// SPDX-License-Identifier: BUSL-1.1
// Copyright (c) 2026 Alfred Jean LLC

//! Daemon client for CLI commands.

use std::path::PathBuf;
use std::sync::atomic::{AtomicBool, Ordering};
use std::time::{Duration, Instant};

use afd_daemon::protocol::{self, protocol_version, ProtocolError};
use afd_daemon::{
    DirSummary, HostExecStat, HostSummary, JobPriorityWire, Query, Request, Response,
    ResendSelectionWire,
};
use thiserror::Error;
use tokio::net::UnixStream;

use crate::daemon_process::{
    cleanup_stale_socket, daemon_socket, probe_socket, read_startup_error,
    start_daemon_background, stop_daemon_sync, wrap_with_startup_error,
};

fn parse_duration_ms(var: &str) -> Option<Duration> {
    std::env::var(var)
        .ok()
        .and_then(|s| s.parse::<u64>().ok())
        .map(Duration::from_millis)
}

pub fn timeout_ipc() -> Duration {
    parse_duration_ms("AFD_TIMEOUT_IPC_MS").unwrap_or(Duration::from_secs(5))
}

pub fn timeout_connect() -> Duration {
    parse_duration_ms("AFD_TIMEOUT_CONNECT_MS").unwrap_or(Duration::from_secs(5))
}

pub fn timeout_exit() -> Duration {
    parse_duration_ms("AFD_TIMEOUT_EXIT_MS").unwrap_or(Duration::from_secs(2))
}

pub fn poll_interval() -> Duration {
    parse_duration_ms("AFD_CONNECT_POLL_MS").unwrap_or(Duration::from_millis(50))
}

#[derive(Debug, Error)]
pub enum ClientError {
    #[error("daemon not running")]
    DaemonNotRunning,
    #[error("failed to start daemon: {0}")]
    DaemonStartFailed(String),
    #[error("connection timeout waiting for daemon to start")]
    DaemonStartTimeout,
    #[error("protocol error: {0}")]
    Protocol(#[from] ProtocolError),
    #[error("request rejected: {0}")]
    Rejected(String),
    #[error("unexpected response from daemon")]
    UnexpectedResponse,
    #[error("I/O error: {0}")]
    Io(#[from] std::io::Error),
    #[error("could not determine state directory")]
    NoStateDir,
}

/// Outcome of one resend/archive pass, reported back for display (spec
/// §4.6 step 4 "user-visible summary").
pub struct ResendReport {
    pub files_staged: u32,
    pub limit_reached: bool,
    pub not_in_archive: Vec<String>,
}

pub struct DaemonClient {
    socket_path: PathBuf,
}

impl DaemonClient {
    /// For action commands that mutate daemon state: auto-starts the
    /// daemon if it isn't running, but restarts at most once per process
    /// to avoid looping against a daemon that can't stay up.
    pub fn for_action() -> Result<Self, ClientError> {
        Self::connect_or_start_once()
    }

    /// For query commands: connect only, never auto-start. If nothing is
    /// running there's nothing useful to query.
    pub fn for_query() -> Result<Self, ClientError> {
        Self::connect()
    }

    fn connect_or_start_once() -> Result<Self, ClientError> {
        static RESTARTED: AtomicBool = AtomicBool::new(false);

        if RESTARTED.load(Ordering::SeqCst) {
            return Self::connect_or_start();
        }

        let version_path = crate::daemon_process::daemon_dir()?.join("afd.version");
        if let Ok(daemon_version) = std::fs::read_to_string(&version_path) {
            let cli_version = protocol_version();
            if daemon_version.trim() != cli_version {
                RESTARTED.store(true, Ordering::SeqCst);
                eprintln!(
                    "warn: daemon version {} does not match cli version {cli_version}, restarting daemon",
                    daemon_version.trim(),
                );
                stop_daemon_sync();
            }
        }

        Self::connect_or_start()
    }

    fn connect_or_start() -> Result<Self, ClientError> {
        match Self::connect() {
            Ok(client) => {
                if probe_socket(&client.socket_path) {
                    Ok(client)
                } else {
                    cleanup_stale_socket()?;
                    let child = start_daemon_background()?;
                    Self::connect_with_retry(timeout_connect(), child)
                }
            }
            Err(ClientError::DaemonNotRunning) => {
                let child = start_daemon_background()?;
                Self::connect_with_retry(timeout_connect(), child)
            }
            Err(e) => Err(wrap_with_startup_error(e)),
        }
    }

    /// Connect to an existing daemon; no auto-start.
    pub fn connect() -> Result<Self, ClientError> {
        let socket_path = daemon_socket()?;
        if !socket_path.exists() {
            return Err(ClientError::DaemonNotRunning);
        }
        Ok(Self { socket_path })
    }

    fn connect_with_retry(
        timeout: Duration,
        mut child: std::process::Child,
    ) -> Result<Self, ClientError> {
        let start = Instant::now();
        while start.elapsed() < timeout {
            match child.try_wait() {
                Ok(Some(status)) => {
                    let poll_start = Instant::now();
                    while poll_start.elapsed() < timeout_exit() {
                        if let Some(err) = read_startup_error() {
                            return Err(ClientError::DaemonStartFailed(err));
                        }
                        std::thread::sleep(poll_interval());
                    }
                    return Err(ClientError::DaemonStartFailed(format!(
                        "exited with {status}"
                    )));
                }
                Ok(None) => {}
                Err(_) => {}
            }

            match Self::connect() {
                Ok(client) => return Ok(client),
                Err(ClientError::DaemonNotRunning) => std::thread::sleep(poll_interval()),
                Err(e) => return Err(wrap_with_startup_error(e)),
            }
        }

        Err(wrap_with_startup_error(ClientError::DaemonStartTimeout))
    }

    async fn send_with_timeout(
        &self,
        request: &Request,
        read_timeout: Duration,
        write_timeout: Duration,
    ) -> Result<Response, ClientError> {
        let stream = UnixStream::connect(&self.socket_path).await?;
        let (mut reader, mut writer) = stream.into_split();

        let data = protocol::encode(request)?;
        tokio::time::timeout(write_timeout, protocol::write_message(&mut writer, &data))
            .await
            .map_err(|_| ProtocolError::Timeout)??;

        let response_bytes =
            tokio::time::timeout(read_timeout, protocol::read_message(&mut reader))
                .await
                .map_err(|_| ProtocolError::Timeout)??;

        Ok(protocol::decode(&response_bytes)?)
    }

    pub async fn send(&self, request: &Request) -> Result<Response, ClientError> {
        self.send_with_timeout(request, timeout_ipc(), timeout_ipc())
            .await
    }

    /// Helper for requests that only expect `Ok`/`Error` back.
    async fn send_simple(&self, request: &Request) -> Result<(), ClientError> {
        match self.send(request).await? {
            Response::Ok => Ok(()),
            Response::Error { message } => Err(ClientError::Rejected(message)),
            _ => Err(ClientError::UnexpectedResponse),
        }
    }

    pub async fn ping(&self) -> Result<(), ClientError> {
        match self.send(&Request::Ping).await? {
            Response::Pong => Ok(()),
            _ => Err(ClientError::UnexpectedResponse),
        }
    }

    pub async fn shutdown(&self) -> Result<(), ClientError> {
        match self.send(&Request::Shutdown).await? {
            Response::ShuttingDown => Ok(()),
            _ => Err(ClientError::UnexpectedResponse),
        }
    }

    pub async fn start_queue(&self, host: String) -> Result<(), ClientError> {
        self.send_simple(&Request::StartQueue { host }).await
    }
    pub async fn stop_queue(&self, host: String) -> Result<(), ClientError> {
        self.send_simple(&Request::StopQueue { host }).await
    }
    pub async fn start_transfer(&self, host: String) -> Result<(), ClientError> {
        self.send_simple(&Request::StartTransfer { host }).await
    }
    pub async fn stop_transfer(&self, host: String) -> Result<(), ClientError> {
        self.send_simple(&Request::StopTransfer { host }).await
    }
    pub async fn enable_host(&self, host: String) -> Result<(), ClientError> {
        self.send_simple(&Request::EnableHost { host }).await
    }
    pub async fn disable_host(&self, host: String) -> Result<(), ClientError> {
        self.send_simple(&Request::DisableHost { host }).await
    }
    pub async fn enable_dir(&self, dir: String) -> Result<(), ClientError> {
        self.send_simple(&Request::EnableDir { dir }).await
    }
    pub async fn disable_dir(&self, dir: String) -> Result<(), ClientError> {
        self.send_simple(&Request::DisableDir { dir }).await
    }
    pub async fn switch_host_toggle(&self, host: String) -> Result<(), ClientError> {
        self.send_simple(&Request::SwitchHostToggle { host }).await
    }
    pub async fn set_real_hostname(
        &self,
        host: String,
        position: u8,
        hostname: String,
    ) -> Result<(), ClientError> {
        self.send_simple(&Request::SetRealHostname {
            host,
            position,
            hostname,
        })
        .await
    }
    pub async fn retry(&self, host: String) -> Result<(), ClientError> {
        self.send_simple(&Request::Retry { host }).await
    }
    pub async fn rescan(&self, dir: String) -> Result<(), ClientError> {
        self.send_simple(&Request::Rescan { dir }).await
    }
    pub async fn set_debug_mode(
        &self,
        host: String,
        mode: afd_core::host::DebugMode,
    ) -> Result<(), ClientError> {
        self.send_simple(&Request::SetDebugMode { host, mode }).await
    }
    pub async fn set_simulate_send(&self, host: String, enabled: bool) -> Result<(), ClientError> {
        self.send_simple(&Request::SetSimulateSend { host, enabled })
            .await
    }
    pub async fn start_amg(&self) -> Result<(), ClientError> {
        self.send_simple(&Request::StartAmg).await
    }
    pub async fn stop_amg(&self) -> Result<(), ClientError> {
        self.send_simple(&Request::StopAmg).await
    }
    pub async fn toggle_amg(&self) -> Result<(), ClientError> {
        self.send_simple(&Request::ToggleAmg).await
    }
    pub async fn start_fd(&self) -> Result<(), ClientError> {
        self.send_simple(&Request::StartFd).await
    }
    pub async fn stop_fd(&self) -> Result<(), ClientError> {
        self.send_simple(&Request::StopFd).await
    }
    pub async fn toggle_fd(&self) -> Result<(), ClientError> {
        self.send_simple(&Request::ToggleFd).await
    }
    pub async fn force_file_dir_check(&self, dir: Option<String>) -> Result<(), ClientError> {
        self.send_simple(&Request::ForceFileDirCheck { dir }).await
    }
    pub async fn reread_loc_interface_file(&self) -> Result<(), ClientError> {
        self.send_simple(&Request::RereadLocInterfaceFile).await
    }
    pub async fn force_archive_check(
        &self,
        selections: Vec<ResendSelectionWire>,
        priorities: Vec<JobPriorityWire>,
    ) -> Result<ResendReport, ClientError> {
        match self.send(&Request::ForceArchiveCheck { selections, priorities }).await? {
            Response::ResendReport { files_staged, limit_reached, not_in_archive } => {
                Ok(ResendReport { files_staged, limit_reached, not_in_archive })
            }
            other => Self::reject(other),
        }
    }
    pub async fn force_search_old_files(&self) -> Result<(), ClientError> {
        self.send_simple(&Request::ForceSearchOldFiles).await
    }

    pub async fn status(&self) -> Result<Response, ClientError> {
        self.send(&Request::Status).await
    }

    pub async fn list_hosts(&self) -> Result<Vec<HostSummary>, ClientError> {
        match self.query(Query::ListHosts).await? {
            Response::Hosts { hosts } => Ok(hosts),
            other => Self::reject(other),
        }
    }

    pub async fn get_host(&self, host: String) -> Result<Option<HostSummary>, ClientError> {
        match self.query(Query::GetHost { host }).await? {
            Response::Host { host } => Ok(host),
            other => Self::reject(other),
        }
    }

    pub async fn list_dirs(&self) -> Result<Vec<DirSummary>, ClientError> {
        match self.query(Query::ListDirs).await? {
            Response::Dirs { dirs } => Ok(dirs),
            other => Self::reject(other),
        }
    }

    pub async fn get_dir(&self, dir: String) -> Result<Option<DirSummary>, ClientError> {
        match self.query(Query::GetDir { dir }).await? {
            Response::Dir { dir } => Ok(dir),
            other => Self::reject(other),
        }
    }

    pub async fn exec_statistics(&self) -> Result<Vec<HostExecStat>, ClientError> {
        match self.query(Query::ShowExecStatistics).await? {
            Response::ExecStatistics { stats } => Ok(stats),
            other => Self::reject(other),
        }
    }

    async fn query(&self, query: Query) -> Result<Response, ClientError> {
        self.send(&Request::Query { query }).await
    }

    fn reject<T>(response: Response) -> Result<T, ClientError> {
        match response {
            Response::Error { message } => Err(ClientError::Rejected(message)),
            _ => Err(ClientError::UnexpectedResponse),
        }
    }
}

#[cfg(test)]
#[path = "client_tests.rs"]
mod tests;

◆ Task details
Only one stretch of the data above is needed. Restate it word for word, from the line containing "use tokio::net::UnixStream;" through the line containing "pub fn poll_interval()", both ends included.

◆ Answer box
use tokio::net::UnixStream;

use crate::daemon_process::{
    cleanup_stale_socket, daemon_socket, probe_socket, read_startup_error,
    start_daemon_background, stop_daemon_sync, wrap_with_startup_error,
};

fn parse_duration_ms(var: &str) -> Option<Duration> {
    std::env::var(var)
        .ok()
        .and_then(|s| s.parse::<u64>().ok())
        .map(Duration::from_millis)
}

pub fn timeout_ipc() -> Duration {
    parse_duration_ms("AFD_TIMEOUT_IPC_MS").unwrap_or(Duration::from_secs(5))
}

pub fn timeout_connect() -> Duration {
    parse_duration_ms("AFD_TIMEOUT_CONNECT_MS").unwrap_or(Duration::from_secs(5))
}

pub fn timeout_exit() -> Duration {
    parse_duration_ms("AFD_TIMEOUT_EXIT_MS").unwrap_or(Duration::from_secs(2))
}

pub fn poll_interval() -> Duration {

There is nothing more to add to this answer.